それに、僕が以前から診ている循環器の患者さんには、お歳よりも多い。待合室で泣いている子供と一緒だったりすると、口では何も言いませんが、血圧を測るといつもより10くらい高かったりします。
今は、子供用におもちゃを置いた部屋を作ってしのいでいますが、もっときちんと対応したいですね」
 

事務長やりたい事とできる事の狭間でジレンマを感じるのは、だれしもの事だろう。
「若いうちは、自己資金もないし、銀行も貸してくれない。勤務医としての給料だって、開業医としての実績にはなりませんからね。

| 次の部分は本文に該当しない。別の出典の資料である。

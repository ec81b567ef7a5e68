//! Main CLI application structure

use anyhow::Result;
use clap::{Parser, Subcommand};

use crate::storage::config::OutputFormat as ConfigFormat;
use crate::storage::{GlobalConfig, Site};
use super::output::{Output, OutputFormat};
use super::{cache_cmd, entry_cmd, media_cmd, plugin_cmd};

#[derive(Parser)]
#[command(name = "loam")]
#[command(author, version, about = "A flat-file content engine")]
#[command(propagate_version = true)]
pub struct Cli {
    /// Output format (defaults to the global config, then text)
    #[arg(long, short = 'f', global = true)]
    pub format: Option<OutputFormat>,

    /// Enable verbose output for debugging
    #[arg(long, short = 'v', global = true)]
    pub verbose: bool,

    #[command(subcommand)]
    pub command: Commands,
}

#[derive(Subcommand)]
pub enum Commands {
    /// Initialize a new loam site
    Init {
        /// Path to initialize (defaults to current directory)
        #[arg(default_value = ".")]
        path: String,
    },

    /// Manage content entries
    #[command(subcommand)]
    Entry(entry_cmd::EntryCommands),

    /// Manage media files
    #[command(subcommand)]
    Media(media_cmd::MediaCommands),

    /// Inspect and manage the cache
    #[command(subcommand)]
    Cache(cache_cmd::CacheCommands),

    /// Inspect plugins
    #[command(subcommand)]
    Plugin(plugin_cmd::PluginCommands),

    /// Show site status overview
    Status,
}

/// Main entry point for the CLI
pub fn run() -> Result<()> {
    let cli = Cli::parse();

    let format = cli.format.unwrap_or_else(|| {
        let global = GlobalConfig::load().unwrap_or_default();
        match global.default_format {
            ConfigFormat::Text => OutputFormat::Text,
            ConfigFormat::Json => OutputFormat::Json,
        }
    });

    let output = Output::new(format, cli.verbose);

    if cli.verbose {
        use tracing_subscriber::EnvFilter;

        let filter = EnvFilter::try_from_default_env()
            .unwrap_or_else(|_| EnvFilter::new("loam_cms=debug"));

        let _ = tracing_subscriber::fmt()
            .with_env_filter(filter)
            .with_writer(std::io::stderr)
            .try_init();
    }

    match cli.command {
        Commands::Init { path } => {
            output.verbose(&format!("Initializing site at: {}", path));
            let site = Site::init(&path)?;
            output.success(&format!("Initialized loam site at {}", site.root().display()));
        }

        Commands::Entry(cmd) => entry_cmd::run(cmd, &output)?,
        Commands::Media(cmd) => media_cmd::run(cmd, &output)?,
        Commands::Cache(cmd) => cache_cmd::run(cmd, &output)?,
        Commands::Plugin(cmd) => plugin_cmd::run(cmd, &output)?,

        Commands::Status => status(&output)?,
    }

    Ok(())
}

/// Counts entry files under a directory, recursively.
fn count_entries(dir: &std::path::Path) -> usize {
    let Ok(read) = std::fs::read_dir(dir) else {
        return 0;
    };

    read.flatten()
        .map(|entry| {
            let path = entry.path();
            if path.is_dir() {
                let own = usize::from(path.join("entry.md").exists());
                own + count_entries(&path)
            } else {
                0
            }
        })
        .sum()
}

fn status(output: &Output) -> Result<()> {
    let site = Site::open_current()?;

    let entries = count_entries(&site.loam_dir().join("entries"));
    let media = site.media().list()?.len();
    let plugins = site.plugins().records.len();
    let driver = site.cache().driver_name();

    if output.is_json() {
        output.data(&serde_json::json!({
            "root": site.root().display().to_string(),
            "entries": entries,
            "media": media,
            "plugins": plugins,
            "cache_driver": driver,
        }));
    } else {
        println!("Site: {}", site.root().display());
        println!("Entries: {}", entries);
        println!("Media: {}", media);
        println!("Plugins: {}", plugins);
        println!("Cache driver: {}", driver);
    }

    Ok(())
}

その一方、患者さんの立場から見て、どんなクリニックや医療が良いのかについて、僕なりに考えていましたし、アイデアもありました。勘違いもありましたが(笑)。
スタッフにきちんとお給料を払えないような状態では、良い医療なんてできない。けれど、自分がやりたいこと、志がなければ、やはり良い医療はできないと思います」

必要としている人の、必要に応える。人を相手とする職業なら当たり前の志が、今、最も求められているのかもしれない。